[Data records]
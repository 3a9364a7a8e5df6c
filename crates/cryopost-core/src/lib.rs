//! Cryopost Core
//!
//! Data model and pure protocol logic for recovering a time-locked Cryopost
//! message: the envelope document a sender exports, and the readiness gate
//! that compares the envelope's unlock time against the current clock.
//!
//! # Architecture
//!
//! Everything here is synchronous and side-effect free. Network-facing
//! pieces (the beacon decryptor, the unwrap loop) live in `cryopost-client`;
//! the symmetric cipher lives in `cryopost-crypto`. This crate only knows
//! what an envelope looks like and whether its unlock time has arrived.
//!
//! The gate is a UX convenience, not a security boundary: attempting to
//! unwrap before the beacon round exists simply fails at the network, so the
//! gate only saves a guaranteed-to-fail round-trip.

#![forbid(unsafe_code)]
#![deny(missing_docs)]

mod envelope;
mod error;
pub mod readiness;

pub use envelope::{Envelope, NONCE_LEN};
pub use error::EnvelopeError;
// =============================================================================
// Tests
// =============================================================================

#[cfg(test)]
mod tests {
    use super::*;
    use crate::metadata::{
        AnalyticsType, Attribute, Constant, DataElement, ProgramMetadata, ValueType,
    };
    use crate::sqlgen::{compile_expression, AnalyticsContext};
    use chrono::NaiveDate;
    use pretty_assertions::assert_eq;
    use rust_decimal::Decimal;
    use std::str::FromStr;

    const EVT: &str = "analytics_event_Program000A";
    const WINDOW_SQL: &str = "occurreddate < cast( '2020-02-01' as date ) \
                              and occurreddate >= cast( '2020-01-01' as date )";

    fn meta() -> ProgramMetadata {
        let mut m = ProgramMetadata::new("Program000A");
        for (uid, vt) in [
            ("DataElmentA", ValueType::Number),
            ("DataElmentD", ValueType::Date),
            ("DataElmentE", ValueType::Text),
        ] {
            m.data_elements.insert(
                uid.to_string(),
                DataElement {
                    name: uid.to_string(),
                    value_type: vt,
                },
            );
        }
        m.attributes.insert(
            "Attribute0A".to_string(),
            Attribute {
                name: "Age".to_string(),
                value_type: ValueType::Number,
            },
        );
        m.constants.insert(
            "Constant00A".to_string(),
            Constant {
                name: "Half".to_string(),
                value: Decimal::from_str("0.5").unwrap(),
            },
        );
        m
    }

    fn ctx(m: &ProgramMetadata, mode: AnalyticsType) -> AnalyticsContext<'_> {
        AnalyticsContext::new(
            mode,
            m,
            NaiveDate::from_ymd_opt(2020, 1, 1).unwrap(),
            NaiveDate::from_ymd_opt(2020, 1, 31).unwrap(),
        )
    }

    #[test]
    fn test_has_value_event_mode() {
        let m = meta();
        let sql =
            compile_expression("d2:hasValue(#{ProgrmStagA.DataElmentA})", &ctx(&m, AnalyticsType::Event))
                .unwrap();
        assert_eq!(
            sql,
            "(case when ax.\"ps\" = 'ProgrmStagA' then \"DataElmentA\" else null end \
             is not null)"
        );
    }

    #[test]
    fn test_has_value_enrollment_mode_wraps_subquery() {
        let m = meta();
        let sql = compile_expression(
            "d2:hasValue(#{ProgrmStagA.DataElmentA})",
            &ctx(&m, AnalyticsType::Enrollment),
        )
        .unwrap();
        assert!(sql.starts_with("((select \"DataElmentA\" from"), "sql: {}", sql);
        assert!(sql.ends_with("is not null)"), "sql: {}", sql);
    }

    #[test]
    fn test_count_repeats_non_null_predicate() {
        let m = meta();
        let sql = compile_expression(
            "d2:count(#{ProgrmStagA.DataElmentA})",
            &ctx(&m, AnalyticsType::Enrollment),
        )
        .unwrap();
        assert_eq!(
            sql,
            format!(
                "(select count(\"DataElmentA\") from {EVT} where {EVT}.enrollment = \
                 ax.enrollment and \"DataElmentA\" is not null and \"DataElmentA\" is \
                 not null and {WINDOW_SQL} and ps = 'ProgrmStagA')"
            )
        );
    }

    #[test]
    fn test_count_same_shape_in_event_mode() {
        let m = meta();
        let event = compile_expression(
            "d2:count(#{ProgrmStagA.DataElmentA})",
            &ctx(&m, AnalyticsType::Event),
        )
        .unwrap();
        let enrollment = compile_expression(
            "d2:count(#{ProgrmStagA.DataElmentA})",
            &ctx(&m, AnalyticsType::Enrollment),
        )
        .unwrap();
        assert_eq!(event, enrollment);
    }

    #[test]
    fn test_count_if_value() {
        let m = meta();
        let sql = compile_expression(
            "d2:countIfValue(#{ProgrmStagA.DataElmentA},10)",
            &ctx(&m, AnalyticsType::Enrollment),
        )
        .unwrap();
        assert!(sql.contains("and \"DataElmentA\" = 10 and"), "sql: {}", sql);
    }

    #[test]
    fn test_count_if_condition_parses_template() {
        let m = meta();
        let sql = compile_expression(
            "d2:countIfCondition(#{ProgrmStagA.DataElmentA},'< 0')",
            &ctx(&m, AnalyticsType::Enrollment),
        )
        .unwrap();
        assert!(
            sql.contains("and \"DataElmentA\"::numeric < 0 and"),
            "sql: {}",
            sql
        );
    }

    #[test]
    fn test_days_between_subtracts_first_from_second() {
        let m = meta();
        let sql = compile_expression(
            "d2:daysBetween(V{enrollment_date},V{event_date})",
            &ctx(&m, AnalyticsType::Event),
        )
        .unwrap();
        assert_eq!(
            sql,
            "(cast(occurreddate as date) - cast(enrollmentdate as date))"
        );
    }

    #[test]
    fn test_weeks_between() {
        let m = meta();
        let sql = compile_expression(
            "d2:weeksBetween(V{enrollment_date},V{event_date})",
            &ctx(&m, AnalyticsType::Event),
        )
        .unwrap();
        assert_eq!(
            sql,
            "((cast(occurreddate as date) - cast(enrollmentdate as date)) / 7)"
        );
    }

    #[test]
    fn test_months_between() {
        let m = meta();
        let sql = compile_expression(
            "d2:monthsBetween(V{enrollment_date},V{event_date})",
            &ctx(&m, AnalyticsType::Event),
        )
        .unwrap();
        assert_eq!(
            sql,
            "((date_part('year',age(cast(occurreddate as date), \
             cast(enrollmentdate as date)))) * 12 + \
             date_part('month',age(cast(occurreddate as date), \
             cast(enrollmentdate as date))))"
        );
    }

    #[test]
    fn test_years_between() {
        let m = meta();
        let sql = compile_expression(
            "d2:yearsBetween(V{incident_date},V{enrollment_date})",
            &ctx(&m, AnalyticsType::Event),
        )
        .unwrap();
        assert_eq!(
            sql,
            "(date_part('year',age(cast(enrollmentdate as date), \
             cast(incidentdate as date))))"
        );
    }

    #[test]
    fn test_minutes_between() {
        let m = meta();
        let sql = compile_expression(
            "d2:minutesBetween(V{enrollment_date},V{event_date})",
            &ctx(&m, AnalyticsType::Event),
        )
        .unwrap();
        assert_eq!(
            sql,
            "(extract(epoch from (cast(occurreddate as timestamp) - \
             cast(enrollmentdate as timestamp))) / 60)"
        );
    }

    #[test]
    fn test_condition_compiles_template_as_boolean() {
        let m = meta();
        let sql = compile_expression(
            "d2:condition('#{ProgrmStagA.DataElmentA} > 3',10,5)",
            &ctx(&m, AnalyticsType::Event),
        )
        .unwrap();
        assert_eq!(
            sql,
            "case when (coalesce(case when ax.\"ps\" = 'ProgrmStagA' then \
             \"DataElmentA\" else null end::numeric,0) > 3) then 10 else 5 end"
        );
    }

    #[test]
    fn test_zing_clamps_at_zero() {
        let m = meta();
        let sql = compile_expression(
            "d2:zing(A{Attribute0A})",
            &ctx(&m, AnalyticsType::Event),
        )
        .unwrap();
        assert_eq!(sql, "greatest(0,coalesce(\"Attribute0A\"::numeric,0))");
    }

    #[test]
    fn test_oizp_uses_raw_form() {
        let m = meta();
        let sql = compile_expression(
            "d2:oizp(A{Attribute0A})",
            &ctx(&m, AnalyticsType::Event),
        )
        .unwrap();
        assert_eq!(
            sql,
            "coalesce(case when \"Attribute0A\" >= 0 then 1 else 0 end, 0)"
        );
    }

    #[test]
    fn test_zpvc_sums_case_terms() {
        let m = meta();
        let sql = compile_expression(
            "d2:zpvc(A{Attribute0A},#{ProgrmStagA.DataElmentA})",
            &ctx(&m, AnalyticsType::Event),
        )
        .unwrap();
        assert_eq!(
            sql,
            "nullif(cast((case when \"Attribute0A\" >= 0 then 1 else 0 end + \
             case when case when ax.\"ps\" = 'ProgrmStagA' then \"DataElmentA\" \
             else null end >= 0 then 1 else 0 end) as double precision),0)"
        );
    }

    #[test]
    fn test_min_value_event_mode_is_bare_column() {
        let m = meta();
        let sql = compile_expression(
            "d2:minValue(#{ProgrmStagA.DataElmentA})",
            &ctx(&m, AnalyticsType::Event),
        )
        .unwrap();
        assert_eq!(sql, "\"DataElmentA\"");

        let sql = compile_expression(
            "d2:maxValue(PS_EVENTDATE:ProgrmStagA)",
            &ctx(&m, AnalyticsType::Event),
        )
        .unwrap();
        assert_eq!(sql, "\"occurreddate\"");
    }

    #[test]
    fn test_min_value_enrollment_aggregates() {
        let m = meta();
        let sql = compile_expression(
            "d2:minValue(#{ProgrmStagA.DataElmentA})",
            &ctx(&m, AnalyticsType::Enrollment),
        )
        .unwrap();
        assert_eq!(
            sql,
            format!(
                "(select min(\"DataElmentA\") from {EVT} where {EVT}.enrollment = \
                 ax.enrollment and {WINDOW_SQL} and ps = 'ProgrmStagA')"
            )
        );
    }

    #[test]
    fn test_relationship_count_total_and_typed() {
        let m = meta();
        let c = ctx(&m, AnalyticsType::Event);
        assert_eq!(
            compile_expression("d2:relationshipCount()", &c).unwrap(),
            "(select sum(relationship_count) from analytics_rs_relationship arr \
             where arr.trackedentityid = ax.trackedentity)"
        );
        assert_eq!(
            compile_expression("d2:relationshipCount('RelatnTypeA')", &c).unwrap(),
            "(select relationship_count from analytics_rs_relationship arr \
             where arr.trackedentityid = ax.trackedentity and \
             relationshiptypeuid = 'RelatnTypeA')"
        );
    }

    #[test]
    fn test_relationship_count_rejects_bad_uid() {
        let m = meta();
        assert!(matches!(
            compile_expression(
                "d2:relationshipCount('nope')",
                &ctx(&m, AnalyticsType::Event)
            ),
            Err(CompileError::InvalidArgument { .. })
        ));
    }

    #[test]
    fn test_unknown_function() {
        let m = meta();
        assert_eq!(
            compile_expression("d2:fake(1)", &ctx(&m, AnalyticsType::Event)),
            Err(CompileError::UnsupportedFunction {
                name: "fake".to_string()
            })
        );
    }

    #[test]
    fn test_wrong_argument_count() {
        let m = meta();
        assert_eq!(
            compile_expression(
                "d2:daysBetween(V{enrollment_date})",
                &ctx(&m, AnalyticsType::Event)
            ),
            Err(CompileError::WrongArgumentCount {
                function: "daysBetween".to_string(),
                expected: "2".to_string(),
                found: 1
            })
        );
    }

    #[test]
    fn test_count_rejects_unknown_element() {
        let m = meta();
        for mode in [AnalyticsType::Event, AnalyticsType::Enrollment] {
            assert_eq!(
                compile_expression("d2:count(#{ProgrmStagA.NoSuchElemZ})", &ctx(&m, mode)),
                Err(CompileError::UnknownDataElement {
                    id: "NoSuchElemZ".to_string()
                })
            );
        }
    }

    #[test]
    fn test_count_if_value_rejects_unknown_element() {
        let m = meta();
        assert_eq!(
            compile_expression(
                "d2:countIfValue(#{ProgrmStagA.NoSuchElemZ},10)",
                &ctx(&m, AnalyticsType::Enrollment)
            ),
            Err(CompileError::UnknownDataElement {
                id: "NoSuchElemZ".to_string()
            })
        );
    }

    #[test]
    fn test_count_if_condition_rejects_unknown_element() {
        let m = meta();
        assert_eq!(
            compile_expression(
                "d2:countIfCondition(#{ProgrmStagA.NoSuchElemZ},'> 0')",
                &ctx(&m, AnalyticsType::Enrollment)
            ),
            Err(CompileError::UnknownDataElement {
                id: "NoSuchElemZ".to_string()
            })
        );
    }

    #[test]
    fn test_min_max_value_reject_unknown_element() {
        let m = meta();
        for text in [
            "d2:minValue(#{ProgrmStagA.NoSuchElemZ})",
            "d2:maxValue(#{ProgrmStagA.NoSuchElemZ})",
        ] {
            for mode in [AnalyticsType::Event, AnalyticsType::Enrollment] {
                assert_eq!(
                    compile_expression(text, &ctx(&m, mode)),
                    Err(CompileError::UnknownDataElement {
                        id: "NoSuchElemZ".to_string()
                    })
                );
            }
        }
    }

    #[test]
    fn test_count_rejects_non_reference_argument() {
        let m = meta();
        assert!(matches!(
            compile_expression("d2:count(5)", &ctx(&m, AnalyticsType::Event)),
            Err(CompileError::InvalidArgument { .. })
        ));
    }
}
[/Data records]
**Task details**
Extract every line above that contains the word "readiness".

**The completed task**
//! message: the envelope document a sender exports, and the readiness gate
pub mod readiness;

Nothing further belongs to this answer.